Elements or attributes?

Second, take a stance on the elements-or-attributes question, decide why you've adopted that stance, then stick to it in your content models and ATTLIST declarations. Perhaps the authoritative source on this enduring question is Robin Cover's page of commentary and links. If nothing else, note Robin's use of the word "anathematize" -- a word appearing most commonly in the context of religious heretics. There is indeed a religious-war flavor to the enduring debate.

Versioning

Finally, decide how you're going to handle versioning. This is the problem that arises when you add to, subtract from, or modify your existing DTD. This is a problem because later changes may break documents whose validity depends on a element or attribute (or other aspect of the DTD) that is no longer present, or present in some different way. Your decision on how to handle versioning will hinge on whether you choose to eschew backward compatibility (and rename your DTD), or attempt to preserve compatibility of documents written against the old DTD.

Q: Can I dynamically create MS Word and Adobe PDF files from XML source documents?

A: Both Microsoft Word and Adobe Acrobat are, of course, proprietary products. Like many proprietary products, their native storage formats are use binary encodings for your document information. This is neither good nor evil, but it's completely at odds with XML's "everything is text" view of the world.

Converting a Word file or an Acrobat PDF to XML is a challenge I wouldn't wish on anyone -- I'm not even sure it's possible. But your question comes at the problem from the opposite angle: how do I incorporate an XML document's text contents into one of these binary-and-text formats?

XML to Word

There's been a certain amount of interest and debate about Word 2000's ability to store XML content. On its own, though, what Word 2000 stores as XML is document metadata: creation date, author, and so on.

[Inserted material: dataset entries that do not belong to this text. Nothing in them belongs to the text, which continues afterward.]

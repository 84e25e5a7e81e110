//! HTTP response sanitization and truncation tests.

use tokio::io::{AsyncReadExt, AsyncWriteExt};
use tokio::net::TcpListener;

use ideaforge::providers::{check_http_response, sanitize_http_error_body, ProviderError};

async fn serve_once(status_line: &str, body: &str) -> String {
    let listener = match TcpListener::bind("127.0.0.1:0").await {
        Ok(listener) => listener,
        Err(err) => panic!("listener should bind: {err}"),
    };
    let addr = match listener.local_addr() {
        Ok(addr) => addr,
        Err(err) => panic!("listener should expose local addr: {err}"),
    };

    let status_line_owned = status_line.to_owned();
    let body_owned = body.to_owned();
    tokio::spawn(async move {
        if let Ok((mut socket, _)) = listener.accept().await {
            let mut read_buf = [0_u8; 1024];
            let _ = socket.read(&mut read_buf).await;

            let response = format!(
                "HTTP/1.1 {status_line_owned}\r\nContent-Type: text/plain\r\nContent-Length: {}\r\nConnection: close\r\n\r\n{body_owned}",
                body_owned.len()
            );
            let _ = socket.write_all(response.as_bytes()).await;
        }
    });

    format!("http://{addr}/")
}

async fn checked_error(status_line: &str, body: &str) -> ProviderError {
    let url = serve_once(status_line, body).await;
    let response = match reqwest::get(url).await {
        Ok(response) => response,
        Err(err) => panic!("request should complete: {err}"),
    };
    match check_http_response(response).await {
        Ok(_) => panic!("response should fail on non-success status"),
        Err(err) => err,
    }
}

#[tokio::test]
async fn check_http_response_redacts_gemini_keys() {
    let raw_key = "AIzaSyA1234567890abcdefghijklmnopqrs";
    let err = checked_error("400 Bad Request", &format!("bad key {raw_key}")).await;

    match err {
        ProviderError::HttpStatus { status, body } => {
            assert_eq!(status, 400);
            assert!(!body.contains(raw_key));
            assert!(body.contains("[REDACTED]"));
        }
        other => panic!("expected http status error, got: {other}"),
    }
}

#[tokio::test]
async fn check_http_response_truncates_long_error_body() {
    let err = checked_error("500 Internal Server Error", &"x".repeat(400)).await;

    match err {
        ProviderError::HttpStatus { body, .. } => {
            assert!(body.ends_with("...[truncated]"));
        }
        other => panic!("expected http status error, got: {other}"),
    }
}

#[tokio::test]
async fn check_http_response_passes_success_body_through() {
    let url = serve_once("200 OK", "plain body").await;
    let response = match reqwest::get(url).await {
        Ok(response) => response,
        Err(err) => panic!("request should complete: {err}"),
    };
    match check_http_response(response).await {
        Ok(body) => assert_eq!(body, "plain body"),
        Err(err) => panic!("success status should pass: {err}"),
    }
}

#[test]
fn sanitize_collapses_whitespace() {
    assert_eq!(
        sanitize_http_error_body("quota\n\n  exceeded\tfor project"),
        "quota exceeded for project"
    );
}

All is not lost, though. First, if you're a Microsoft Visual C++ or Visual Basic aficionado, creating a Word document is certainly easy enough in its own right; adding a reference to msmxl.dll provides your code with the XML smarts necessary to fill in the text-goes-here blanks and voilá, there's your Word document complete with XML contents.

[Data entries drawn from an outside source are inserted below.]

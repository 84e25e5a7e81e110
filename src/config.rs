//! Configuration loading.
//!
//! Loads configuration from `./ideaforge.toml` (or `$IDEAFORGE_CONFIG_PATH`).
//! Environment variables override file values; file values override defaults.
//!
//! Precedence: env vars > config file > defaults.

use std::path::PathBuf;

use anyhow::{Context, Result};
use serde::Deserialize;

use crate::credentials::DEFAULT_API_KEY_ENV;
use crate::orchestrator::SamplingPlan;
use crate::providers::gemini::{DEFAULT_GEMINI_BASE_URL, DEFAULT_GEMINI_MODEL};
use crate::providers::SamplingConfig;

/// Default config file name in the working directory.
pub const DEFAULT_CONFIG_FILE: &str = "ideaforge.toml";

// ── Top-level config ────────────────────────────────────────────

/// Top-level configuration.
#[derive(Debug, Clone, PartialEq, Deserialize)]
#[serde(default)]
pub struct Config {
    /// Tracing filter used when `RUST_LOG` is unset.
    pub log_level: String,
    /// Model selection.
    pub model: ModelConfig,
    /// Where the API key comes from.
    pub credentials: CredentialsConfig,
    /// Sampling for initial generation.
    pub generation: SamplingConfig,
    /// Sampling for refinement.
    pub refinement: SamplingConfig,
    /// Output locations.
    pub output: OutputConfig,
}

impl Default for Config {
    fn default() -> Self {
        Self {
            log_level: "info".to_owned(),
            model: ModelConfig::default(),
            credentials: CredentialsConfig::default(),
            generation: SamplingConfig::GENERATION,
            refinement: SamplingConfig::REFINEMENT,
            output: OutputConfig::default(),
        }
    }
}

impl Config {
    /// Load configuration with precedence: env vars > TOML file > defaults.
    ///
    /// Config file path: `$IDEAFORGE_CONFIG_PATH` or `./ideaforge.toml`.
    /// If the file does not exist, returns defaults.
    ///
    /// # Errors
    ///
    /// Returns an error if the file exists but cannot be read or parsed.
    pub fn load() -> Result<Self> {
        Self::load_with(|key| std::env::var(key).ok())
    }

    /// [`Config::load`] with a custom env resolver (for testing).
    ///
    /// # Errors
    ///
    /// Returns an error if the file exists but cannot be read or parsed.
    pub fn load_with(env: impl Fn(&str) -> Option<String>) -> Result<Self> {
        let path = Self::config_path_with(&env);
        let mut config = Self::load_from_file(&path)?;
        config.apply_overrides(&env);
        Ok(config)
    }

    fn load_from_file(path: &std::path::Path) -> Result<Self> {
        match std::fs::read_to_string(path) {
            Ok(contents) => {
                tracing::info!(path = %path.display(), "loading config from file");
                Self::from_toml(&contents)
                    .with_context(|| format!("invalid config at {}", path.display()))
            }
            Err(e) if e.kind() == std::io::ErrorKind::NotFound => {
                tracing::debug!(path = %path.display(), "no config file found, using defaults");
                Ok(Self::default())
            }
            Err(e) => Err(anyhow::anyhow!(
                "failed to read config file {}: {e}",
                path.display()
            )),
        }
    }

    /// Resolve the config file path using a custom env resolver.
    pub fn config_path_with(env: impl Fn(&str) -> Option<String>) -> PathBuf {
        env("IDEAFORGE_CONFIG_PATH")
            .map(PathBuf::from)
            .unwrap_or_else(|| PathBuf::from(DEFAULT_CONFIG_FILE))
    }

    /// Apply environment variable overrides (env > config > defaults).
    ///
    /// Takes a resolver function for testability (avoids `set_var` in tests).
    pub fn apply_overrides(&mut self, env: impl Fn(&str) -> Option<String>) {
        if let Some(v) = env("IDEAFORGE_LOG_LEVEL") {
            self.log_level = v;
        }
        if let Some(v) = env("IDEAFORGE_MODEL") {
            self.model.name = v;
        }
        if let Some(v) = env("IDEAFORGE_BASE_URL") {
            self.model.base_url = v;
        }
        if let Some(v) = env("IDEAFORGE_API_KEY_ENV") {
            self.credentials.api_key_env = v;
        }
        if let Some(v) = env("IDEAFORGE_OUTPUT_DIR") {
            self.output.dir = PathBuf::from(v);
        }
        if let Some(v) = env("IDEAFORGE_TEMPERATURE") {
            match v.parse() {
                Ok(t) => self.generation.temperature = t,
                Err(_) => tracing::warn!(
                    var = "IDEAFORGE_TEMPERATURE",
                    value = %v,
                    "ignoring invalid env override"
                ),
            }
        }
    }

    /// Parse a TOML string into config.
    ///
    /// # Errors
    ///
    /// Returns an error if the TOML is malformed or has wrong field types.
    pub fn from_toml(toml_str: &str) -> Result<Self> {
        let config: Config = toml::from_str(toml_str).context("failed to parse config TOML")?;
        Ok(config)
    }

    /// Sampling parameters for the orchestrator.
    pub fn sampling(&self) -> SamplingPlan {
        SamplingPlan {
            generation: self.generation,
            refinement: self.refinement,
        }
    }
}

// ── Sections ────────────────────────────────────────────────────

/// Model selection (`[model]`).
#[derive(Debug, Clone, PartialEq, Eq, Deserialize)]
#[serde(default)]
pub struct ModelConfig {
    /// Gemini model name.
    pub name: String,
    /// API base URL, including the version segment.
    pub base_url: String,
}

impl Default for ModelConfig {
    fn default() -> Self {
        Self {
            name: DEFAULT_GEMINI_MODEL.to_owned(),
            base_url: DEFAULT_GEMINI_BASE_URL.to_owned(),
        }
    }
}

/// Credential lookup (`[credentials]`).
#[derive(Debug, Clone, PartialEq, Eq, Deserialize)]
#[serde(default)]
pub struct CredentialsConfig {
    /// Environment variable holding the API key.
    pub api_key_env: String,
}

impl Default for CredentialsConfig {
    fn default() -> Self {
        Self {
            api_key_env: DEFAULT_API_KEY_ENV.to_owned(),
        }
    }
}

/// Output locations (`[output]`).
#[derive(Debug, Clone, PartialEq, Eq, Deserialize)]
#[serde(default)]
pub struct OutputConfig {
    /// Directory downloads are written to.
    pub dir: PathBuf,
    /// Directory for rolling JSON logs (interactive shell only).
    pub log_dir: PathBuf,
}

impl Default for OutputConfig {
    fn default() -> Self {
        Self {
            dir: PathBuf::from("."),
            log_dir: PathBuf::from("logs"),
        }
    }
}

// ── Tests ───────────────────────────────────────────────────────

If you're not a programmer (or just don't want to get into it), you can't do much about creating a Word document per se. However, you can take advantage of the fact that Word can read certain text-only formats that contain "formatting instructions" as well. The two most common formats like that are Rich Text Format (RTF) and of course HTML. XSLT can easily transform XML into either of those formats, as long as you understand their syntaxes. (Therein may lie the rub; RTF is notoriously under-documented, which may drive you to HTML.) Depending on your environment, you may be interested in XML2RTF, a Java bean suite developed by IBM's alphaWorks people. More information about XML2RTF is available from alphaWorks.

XML to PDF

This task is easier than the first problem, thanks to the work of a substantial number of developers who've already tackled it.

Let's take a look at two existing products; both convert XSL formatting objects (FOs) to PDF. (Therein may lie another rub, of course, since the XSL-FO standard isn't final.) They are

Dynamically

Whether, or how, you can create either Word or Acrobat PDF files "dynamically" depends on what you mean by that word. If you choose the programming approach, well, anything is theoretically possible. (That's what I tell my clients. Of course, I immediately follow it up with, "On the other hand, some things just aren't worth doing.") If not, it depends on the capabilities of such packages as FOP and XEP and your own performance requirements.